• _WORK REQUEST_:
Using the listing below, report all lines holding the word "InMemoryStore".

• _DATA_:
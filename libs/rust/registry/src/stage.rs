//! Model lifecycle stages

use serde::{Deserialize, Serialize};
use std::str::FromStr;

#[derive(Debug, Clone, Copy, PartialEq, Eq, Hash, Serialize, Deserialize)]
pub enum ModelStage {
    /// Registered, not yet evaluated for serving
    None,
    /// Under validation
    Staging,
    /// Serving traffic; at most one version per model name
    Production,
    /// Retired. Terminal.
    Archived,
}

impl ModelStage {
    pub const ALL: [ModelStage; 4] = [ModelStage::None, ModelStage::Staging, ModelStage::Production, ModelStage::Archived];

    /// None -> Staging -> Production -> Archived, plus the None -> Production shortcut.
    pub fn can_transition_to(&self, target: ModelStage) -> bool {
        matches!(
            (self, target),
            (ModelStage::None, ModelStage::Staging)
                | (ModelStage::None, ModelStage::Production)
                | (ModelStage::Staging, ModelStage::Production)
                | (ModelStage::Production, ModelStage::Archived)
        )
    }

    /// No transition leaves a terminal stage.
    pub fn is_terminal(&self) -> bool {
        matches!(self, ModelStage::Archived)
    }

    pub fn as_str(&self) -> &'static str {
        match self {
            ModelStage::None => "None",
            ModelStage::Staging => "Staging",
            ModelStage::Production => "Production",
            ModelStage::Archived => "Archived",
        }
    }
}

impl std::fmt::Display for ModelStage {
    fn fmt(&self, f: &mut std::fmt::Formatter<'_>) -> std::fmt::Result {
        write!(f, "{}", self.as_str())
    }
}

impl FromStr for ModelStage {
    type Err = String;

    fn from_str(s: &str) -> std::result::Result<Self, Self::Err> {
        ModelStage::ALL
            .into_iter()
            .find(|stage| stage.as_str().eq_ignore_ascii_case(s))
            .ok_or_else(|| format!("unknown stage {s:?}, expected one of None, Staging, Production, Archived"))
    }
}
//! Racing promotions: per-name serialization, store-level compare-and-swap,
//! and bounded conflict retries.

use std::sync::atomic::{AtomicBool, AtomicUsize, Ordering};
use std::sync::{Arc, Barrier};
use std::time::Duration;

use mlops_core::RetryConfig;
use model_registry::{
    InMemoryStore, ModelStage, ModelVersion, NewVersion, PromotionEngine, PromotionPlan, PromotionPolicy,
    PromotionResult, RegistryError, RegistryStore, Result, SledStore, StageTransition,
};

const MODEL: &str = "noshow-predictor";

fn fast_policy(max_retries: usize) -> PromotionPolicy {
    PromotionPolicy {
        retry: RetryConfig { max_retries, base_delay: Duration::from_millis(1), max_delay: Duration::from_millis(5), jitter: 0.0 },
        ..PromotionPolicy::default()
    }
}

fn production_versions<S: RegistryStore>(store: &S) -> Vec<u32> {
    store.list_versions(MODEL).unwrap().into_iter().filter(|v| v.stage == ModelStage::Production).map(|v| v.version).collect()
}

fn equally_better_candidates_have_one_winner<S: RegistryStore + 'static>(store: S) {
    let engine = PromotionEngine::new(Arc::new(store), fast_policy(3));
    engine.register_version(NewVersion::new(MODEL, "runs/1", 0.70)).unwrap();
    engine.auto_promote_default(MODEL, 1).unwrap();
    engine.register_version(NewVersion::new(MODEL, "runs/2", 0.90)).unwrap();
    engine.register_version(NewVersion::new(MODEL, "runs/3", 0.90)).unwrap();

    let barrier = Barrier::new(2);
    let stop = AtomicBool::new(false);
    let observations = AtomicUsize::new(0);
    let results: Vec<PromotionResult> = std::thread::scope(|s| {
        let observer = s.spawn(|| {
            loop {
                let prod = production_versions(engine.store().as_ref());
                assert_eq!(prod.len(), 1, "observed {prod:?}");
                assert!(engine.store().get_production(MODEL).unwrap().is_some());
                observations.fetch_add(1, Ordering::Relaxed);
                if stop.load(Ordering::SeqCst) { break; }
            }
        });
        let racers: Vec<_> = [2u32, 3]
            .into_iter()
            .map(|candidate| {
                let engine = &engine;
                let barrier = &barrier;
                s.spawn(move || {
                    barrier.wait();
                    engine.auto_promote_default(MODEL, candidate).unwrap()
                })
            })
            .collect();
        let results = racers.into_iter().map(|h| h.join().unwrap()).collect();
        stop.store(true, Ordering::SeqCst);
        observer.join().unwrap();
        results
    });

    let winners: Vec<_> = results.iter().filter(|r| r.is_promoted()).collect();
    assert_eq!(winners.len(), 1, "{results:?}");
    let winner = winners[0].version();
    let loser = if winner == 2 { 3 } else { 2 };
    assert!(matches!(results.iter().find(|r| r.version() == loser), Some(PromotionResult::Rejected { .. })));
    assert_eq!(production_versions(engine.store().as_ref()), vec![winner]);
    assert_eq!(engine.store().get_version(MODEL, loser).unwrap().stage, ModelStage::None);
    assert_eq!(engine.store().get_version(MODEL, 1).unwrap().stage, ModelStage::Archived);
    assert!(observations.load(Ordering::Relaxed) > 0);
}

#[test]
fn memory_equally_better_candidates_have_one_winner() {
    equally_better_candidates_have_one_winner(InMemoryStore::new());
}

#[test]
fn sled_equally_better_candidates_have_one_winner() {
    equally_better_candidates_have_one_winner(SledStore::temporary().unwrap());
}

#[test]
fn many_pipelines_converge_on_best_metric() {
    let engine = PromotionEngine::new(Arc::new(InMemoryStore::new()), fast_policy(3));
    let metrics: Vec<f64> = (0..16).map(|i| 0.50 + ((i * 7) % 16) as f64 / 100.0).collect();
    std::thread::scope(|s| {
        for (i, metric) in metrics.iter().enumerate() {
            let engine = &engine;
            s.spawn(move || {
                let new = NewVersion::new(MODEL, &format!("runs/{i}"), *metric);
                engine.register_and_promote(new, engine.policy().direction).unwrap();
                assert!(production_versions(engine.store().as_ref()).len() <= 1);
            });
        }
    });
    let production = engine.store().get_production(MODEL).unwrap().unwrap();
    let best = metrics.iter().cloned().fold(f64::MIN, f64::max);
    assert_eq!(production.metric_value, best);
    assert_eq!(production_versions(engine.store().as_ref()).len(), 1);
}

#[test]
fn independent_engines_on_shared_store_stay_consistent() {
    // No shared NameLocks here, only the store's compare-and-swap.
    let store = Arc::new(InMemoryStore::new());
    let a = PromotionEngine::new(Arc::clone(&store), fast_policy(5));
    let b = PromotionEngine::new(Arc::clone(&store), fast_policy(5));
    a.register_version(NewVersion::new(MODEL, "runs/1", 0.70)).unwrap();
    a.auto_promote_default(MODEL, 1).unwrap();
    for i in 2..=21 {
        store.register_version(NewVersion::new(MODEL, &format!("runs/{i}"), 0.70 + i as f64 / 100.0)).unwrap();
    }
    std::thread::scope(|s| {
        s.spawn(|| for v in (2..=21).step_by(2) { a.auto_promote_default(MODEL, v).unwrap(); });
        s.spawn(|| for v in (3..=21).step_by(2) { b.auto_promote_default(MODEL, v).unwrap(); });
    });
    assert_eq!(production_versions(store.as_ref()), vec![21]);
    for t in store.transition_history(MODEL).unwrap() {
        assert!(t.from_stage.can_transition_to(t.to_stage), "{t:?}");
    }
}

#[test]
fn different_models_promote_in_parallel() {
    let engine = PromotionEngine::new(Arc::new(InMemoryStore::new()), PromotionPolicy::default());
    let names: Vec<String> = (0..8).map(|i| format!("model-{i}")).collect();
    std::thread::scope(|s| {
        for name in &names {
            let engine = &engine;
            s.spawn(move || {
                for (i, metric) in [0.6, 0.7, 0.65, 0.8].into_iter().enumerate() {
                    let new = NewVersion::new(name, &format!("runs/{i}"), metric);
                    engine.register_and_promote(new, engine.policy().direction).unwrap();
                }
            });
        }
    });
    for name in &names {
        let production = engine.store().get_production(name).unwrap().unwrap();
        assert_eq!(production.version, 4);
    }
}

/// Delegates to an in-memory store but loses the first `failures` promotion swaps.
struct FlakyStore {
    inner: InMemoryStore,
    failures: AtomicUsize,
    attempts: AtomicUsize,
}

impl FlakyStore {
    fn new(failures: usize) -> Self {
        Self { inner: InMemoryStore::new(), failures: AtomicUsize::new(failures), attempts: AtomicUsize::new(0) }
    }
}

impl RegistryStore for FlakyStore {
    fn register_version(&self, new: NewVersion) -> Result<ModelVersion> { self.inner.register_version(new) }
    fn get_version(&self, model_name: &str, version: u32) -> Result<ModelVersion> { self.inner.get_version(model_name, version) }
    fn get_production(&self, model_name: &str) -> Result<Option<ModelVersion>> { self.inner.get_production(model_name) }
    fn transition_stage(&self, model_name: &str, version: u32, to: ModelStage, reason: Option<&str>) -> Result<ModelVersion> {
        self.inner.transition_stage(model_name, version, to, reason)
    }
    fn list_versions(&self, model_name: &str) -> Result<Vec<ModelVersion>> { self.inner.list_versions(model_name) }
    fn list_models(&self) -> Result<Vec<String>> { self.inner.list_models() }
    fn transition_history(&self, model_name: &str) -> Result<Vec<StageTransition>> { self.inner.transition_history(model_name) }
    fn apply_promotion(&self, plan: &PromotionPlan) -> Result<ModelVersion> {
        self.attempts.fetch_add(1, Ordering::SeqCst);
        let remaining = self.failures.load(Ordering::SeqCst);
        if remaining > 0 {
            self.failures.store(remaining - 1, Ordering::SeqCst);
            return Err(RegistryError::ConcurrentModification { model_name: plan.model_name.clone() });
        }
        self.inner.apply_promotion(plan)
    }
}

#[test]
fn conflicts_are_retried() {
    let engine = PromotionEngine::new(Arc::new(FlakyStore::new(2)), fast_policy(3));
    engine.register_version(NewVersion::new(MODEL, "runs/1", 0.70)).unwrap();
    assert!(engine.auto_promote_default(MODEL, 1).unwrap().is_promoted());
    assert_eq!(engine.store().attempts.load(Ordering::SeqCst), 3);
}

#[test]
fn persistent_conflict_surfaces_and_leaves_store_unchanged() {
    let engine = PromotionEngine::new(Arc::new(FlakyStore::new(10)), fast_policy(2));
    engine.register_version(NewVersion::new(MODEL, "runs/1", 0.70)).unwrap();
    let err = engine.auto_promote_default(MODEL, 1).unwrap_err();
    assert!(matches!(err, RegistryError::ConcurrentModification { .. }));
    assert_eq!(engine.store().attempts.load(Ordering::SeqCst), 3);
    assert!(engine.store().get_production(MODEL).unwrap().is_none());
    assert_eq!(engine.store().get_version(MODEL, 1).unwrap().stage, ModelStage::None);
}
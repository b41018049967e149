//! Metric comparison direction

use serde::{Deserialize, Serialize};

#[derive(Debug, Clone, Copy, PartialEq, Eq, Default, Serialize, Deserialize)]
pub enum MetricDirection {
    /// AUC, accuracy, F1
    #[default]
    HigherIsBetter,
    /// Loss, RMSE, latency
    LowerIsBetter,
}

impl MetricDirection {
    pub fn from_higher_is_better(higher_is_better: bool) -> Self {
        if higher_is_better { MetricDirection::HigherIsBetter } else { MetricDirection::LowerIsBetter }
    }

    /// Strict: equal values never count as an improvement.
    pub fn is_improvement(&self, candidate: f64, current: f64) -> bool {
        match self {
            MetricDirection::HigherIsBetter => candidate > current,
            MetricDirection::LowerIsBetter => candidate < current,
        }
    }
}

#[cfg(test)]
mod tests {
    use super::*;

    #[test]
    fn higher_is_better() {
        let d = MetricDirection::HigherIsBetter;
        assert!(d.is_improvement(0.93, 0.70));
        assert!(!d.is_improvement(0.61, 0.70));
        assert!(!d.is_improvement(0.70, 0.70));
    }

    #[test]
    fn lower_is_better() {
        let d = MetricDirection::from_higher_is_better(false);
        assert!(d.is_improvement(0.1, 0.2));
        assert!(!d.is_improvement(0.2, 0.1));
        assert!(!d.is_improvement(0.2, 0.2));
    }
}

• _FINAL ANSWER_:
    InMemoryStore, ModelStage, ModelVersion, NewVersion, PromotionEngine, PromotionPlan, PromotionPolicy,
    equally_better_candidates_have_one_winner(InMemoryStore::new());
    let engine = PromotionEngine::new(Arc::new(InMemoryStore::new()), fast_policy(3));
    let store = Arc::new(InMemoryStore::new());
    let engine = PromotionEngine::new(Arc::new(InMemoryStore::new()), PromotionPolicy::default());
    inner: InMemoryStore,
        Self { inner: InMemoryStore::new(), failures: AtomicUsize::new(failures), attempts: AtomicUsize::new(0) }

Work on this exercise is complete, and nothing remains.